No texto "Sobre poesia oral e poesia escrita" Décio Pignatari anota que "quando surge a poesia, as malhas sociais já começaram a emaranhar-se, e o poeta vê reduzindo-se seu auditório, até que suas excogitações poéticas se transformem no monólogo dos dias atuais". E completa: "o poeta faz do papel o seu público, moldando-o à semelhança de seu canto, e lançando mão de todos os recursos gráficos e tipográficos, desde a pontuação até o caligrama, para tentar a transposição do poema oral para o escrito, em todos os seus matizes" (Ver Teoria da poesia concreta).
Parece ser este o motor do desejo do eu-lírico de "Balada do esplanada", de Oswald de Andrade, ao escrever: "Eu qu'ria / Poder / Encher / Este papel / De versos lindos / É tão distinto / Ser menestrel". O pretendente a menestrel sabe que da poesia moderna o suporte é o papel, não mais a voz.
Quem lê a obra - poesias, manifestos, teses, ensaios - do poeta Oswald de Andrade (1890-1954) imagina que a estética modernista da escrita refletisse no modo como Oswald vocalizava seus poemas.

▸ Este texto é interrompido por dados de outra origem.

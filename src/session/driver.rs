//! Page interaction abstraction used by the heuristic chain.
//!
//! [`PageDriver`] is the seam between the vendor-agnostic chain interpreter
//! and the browser. The production implementation drives a CDP page
//! ([`crate::session::cdp`]); tests substitute scripted fakes to exercise
//! chain ordering, short-circuiting, and session lifecycle without a
//! browser.

use std::path::PathBuf;
use std::time::Duration;

use async_trait::async_trait;
use thiserror::Error;

/// How a strategy step locates an element on the page.
///
/// Declarative so vendor chains stay data: a CSS selector, or a selector
/// narrowed by visible-text containment (the CDP driver evaluates both in
/// page context).
#[derive(Debug, Clone, Copy, PartialEq, Eq)]
pub enum Locator {
    /// Plain CSS selector, first match.
    Css(&'static str),
    /// First element matching `selector` whose text content contains `text`.
    Text {
        /// CSS selector restricting the candidate set (e.g. `"button"`).
        selector: &'static str,
        /// Required substring of the element's text content.
        text: &'static str,
    },
}

impl std::fmt::Display for Locator {
    fn fmt(&self, f: &mut std::fmt::Formatter<'_>) -> std::fmt::Result {
        match self {
            Self::Css(selector) => write!(f, "{selector}"),
            Self::Text { selector, text } => write!(f, "{selector} ~ \"{text}\""),
        }
    }
}

/// A download intercepted via a browser-native download event.
#[derive(Debug, Clone)]
pub struct CapturedFile {
    /// Where the payload was persisted.
    pub path: PathBuf,
    /// Filename the browser suggested for the download.
    pub suggested_name: String,
}

/// Result of clicking an element while racing a download-event wait.
#[derive(Debug, Clone)]
pub enum CaptureSignal {
    /// A download event fired and the payload was persisted.
    Saved(CapturedFile),
    /// The element was clicked but no download event fired in time.
    TimedOut,
    /// No element matched the locator.
    Missing,
}

/// Errors surfaced by a page driver.
///
/// Only [`DriverError::NavigationTimeout`] is soft at the session level;
/// the chain interpreter additionally treats any step-local driver error
/// as a miss for that step.
#[derive(Debug, Error)]
pub enum DriverError {
    /// Navigation did not settle within the bound; the page may be partial.
    #[error("navigation to {url} timed out after {timeout:?}")]
    NavigationTimeout {
        /// Target the page was navigating to.
        url: String,
        /// The bound that elapsed.
        timeout: Duration,
    },

    /// Browser protocol fault (connection lost, evaluation failure, ...).
    #[error("browser protocol error: {message}")]
    Protocol {
        /// Underlying protocol error description.
        message: String,
    },

    /// Filesystem error while persisting a captured download.
    #[error("IO error at {path}: {source}")]
    Io {
        /// Path where the error occurred.
        path: PathBuf,
        /// The underlying IO error.
        #[source]
        source: std::io::Error,
    },
}

impl DriverError {
    /// Creates a protocol error from any displayable source.
    pub fn protocol(message: impl std::fmt::Display) -> Self {
        Self::Protocol {
            message: message.to_string(),
        }
    }
}

/// Interaction surface of one rendered page.
///
/// All waits are bounded by the supplied or configured timeouts; none of
/// these methods blocks indefinitely.
#[async_trait]
pub trait PageDriver: Send + Sync {
    /// Navigates to `url`, waiting at most `timeout` for the load to settle.
    async fn navigate(&self, url: &str, timeout: Duration) -> Result<(), DriverError>;

    /// Removes the first element matching `locator` from the DOM.
    /// Returns false when nothing matched.
    async fn dismiss(&self, locator: &Locator) -> Result<bool, DriverError>;

    /// Clicks the first element matching `locator`.
    /// Returns false when nothing matched.
    async fn click(&self, locator: &Locator) -> Result<bool, DriverError>;

    /// Reads the `href` attribute of the first element matching `locator`.
    async fn href_of(&self, locator: &Locator) -> Result<Option<String>, DriverError>;

    /// Returns the `href` attributes of all anchors, in document order.
    async fn anchor_hrefs(&self) -> Result<Vec<String>, DriverError>;

    /// Returns the fully rendered page markup.
    async fn markup(&self) -> Result<String, DriverError>;

    /// Clicks the element matching `locator` while waiting up to `wait` for
    /// a browser-native download event, persisting the payload on success.
    async fn click_and_await_download(
        &self,
        locator: &Locator,
        wait: Duration,
    ) -> Result<CaptureSignal, DriverError>;
}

No entanto, o que se ouve nas raras gravações (de por volta 1950) da voz do poeta no disco Ouvindo Oswald (projeto de Augusto de Campos e produção musical de Cid Campos, 1999) presta tributo à grandiloquência, à fala (por que não dizer?) burguesa, à oratória pomposa. O alongamento e a altura da penúltima sílaba de cada verso confirmam isso.
Poderíamos dizer que na releitura antropofágica do Modernismo feita pelos Tropicalistas Caetano Veloso entendeu esse arcaísmo contaminante do moderno mais quando canta "Coração materno", de Vicente Celestino, do que quando canta "Tropicália", por exemplo. Mas se temos comumente interpretado como irônica a versão de Caetano para a emblemática canção de Vicente, estaria também carregada de ironia a vocoperformance de Oswald?

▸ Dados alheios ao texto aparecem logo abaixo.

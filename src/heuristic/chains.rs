//! Per-vendor heuristic chain tables.
//!
//! Chains are plain data: ordered strategy steps with their selectors and
//! timeout bounds. Supporting a new vendor page layout means editing these
//! tables, not the interpreter.

use std::time::Duration;

use crate::session::Locator;

use super::{ChainSpec, Strategy};

/// Extensions accepted by anchor scans as firmware-like artifacts.
pub const FIRMWARE_EXTENSIONS: &[&str] =
    &[".zip", ".bin", ".img", ".tar", ".tar.gz", ".tgz", ".exe"];

/// Extension tokens probed for in raw markup fallbacks.
pub const MARKUP_TOKENS: &[&str] = &[".zip", ".bin", ".img", ".tar", ".tgz"];

/// Markup tokens for Netgear, which also ships `.exe` installers.
pub const NETGEAR_MARKUP_TOKENS: &[&str] = &[".zip", ".bin", ".img", ".tar", ".tgz", ".exe"];

/// TP-Link support pages: dismiss the locale switcher overlay, open the
/// Firmware tab, then try anchors, download buttons, and raw markup in
/// that order.
pub static TP_LINK: ChainSpec = ChainSpec {
    vendor: "tp-link",
    nav_timeout: Duration::from_secs(60),
    steps: &[
        Strategy::DismissOverlay {
            locator: Locator::Css(".tp-local-switcher"),
        },
        Strategy::ActivateSection {
            locators: &[
                Locator::Text {
                    selector: "button",
                    text: "Firmware",
                },
                Locator::Text {
                    selector: "a",
                    text: "Firmware",
                },
                Locator::Text {
                    selector: "*",
                    text: "Firmware",
                },
            ],
            settle: Duration::from_millis(1500),
        },
        Strategy::AnchorScan {
            extensions: FIRMWARE_EXTENSIONS,
        },
        Strategy::ClickCapture {
            locators: &[
                Locator::Text {
                    selector: "a",
                    text: "Download",
                },
                Locator::Text {
                    selector: "a.tp-button",
                    text: "Download",
                },
                Locator::Text {
                    selector: "button",
                    text: "Download",
                },
                Locator::Text {
                    selector: "a",
                    text: "Firmware Download",
                },
            ],
            wait: Duration::from_secs(20),
        },
        Strategy::MarkupScan {
            tokens: MARKUP_TOKENS,
        },
    ],
};

/// Netgear support pages: accept the cookie banner, then go straight for
/// download controls (anchors on these pages rarely expose extensions
/// directly), falling back to raw markup.
pub static NETGEAR: ChainSpec = ChainSpec {
    vendor: "netgear",
    nav_timeout: Duration::from_secs(90),
    steps: &[
        Strategy::ActivateSection {
            locators: &[
                Locator::Text {
                    selector: "button",
                    text: "Accept All Cookies",
                },
                Locator::Text {
                    selector: "button",
                    text: "Accept Cookies",
                },
                Locator::Text {
                    selector: "button",
                    text: "Agree",
                },
            ],
            settle: Duration::ZERO,
        },
        Strategy::ClickCapture {
            locators: &[
                Locator::Text {
                    selector: "li a",
                    text: "Download",
                },
                Locator::Text {
                    selector: "a",
                    text: "Download",
                },
                Locator::Css("a[href*='.zip']"),
                Locator::Css("a[href*='.img']"),
                Locator::Css("a[href*='/downloads/']"),
            ],
            wait: Duration::from_secs(15),
        },
        Strategy::MarkupScan {
            tokens: NETGEAR_MARKUP_TOKENS,
        },
    ],
};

No texto "A arte vocal burguesa" Roland Barthes escreve que "esta arte é essencialmente sinalética, pretendendo impor, não a emoção, mas os signos da emoção". É o que faz o sujeito cancional de Oswald: "não se contenta nem com o simples conteúdo semântico das palavras, nem com a linha musical em que se apoiam: precisa ainda dramatizar a fonética", diria Barthes (ver Mitologias).
Tomemos como exemplo o poema "Balada do esplanada" (Primeiro Caderno do Aluno de Poesia Oswald de Andrade, 1927). Para começar, vejamos a terceira estrofe, núcleo da ironia oswaldiana: "Eu qu'ria / Poder / Encher / Este papel / De versos lindos / É tão distinto / Ser menestrel". Ao vocalizar o texto, o poeta encarna esse menestrel - artista medieval que declamava poemas de outrem para a corte. Para ser eficaz em sua função de entreter (e, por vezes, denunciar), o menestrel precisava equilibrar cantoria, declamação e dramatização na voz.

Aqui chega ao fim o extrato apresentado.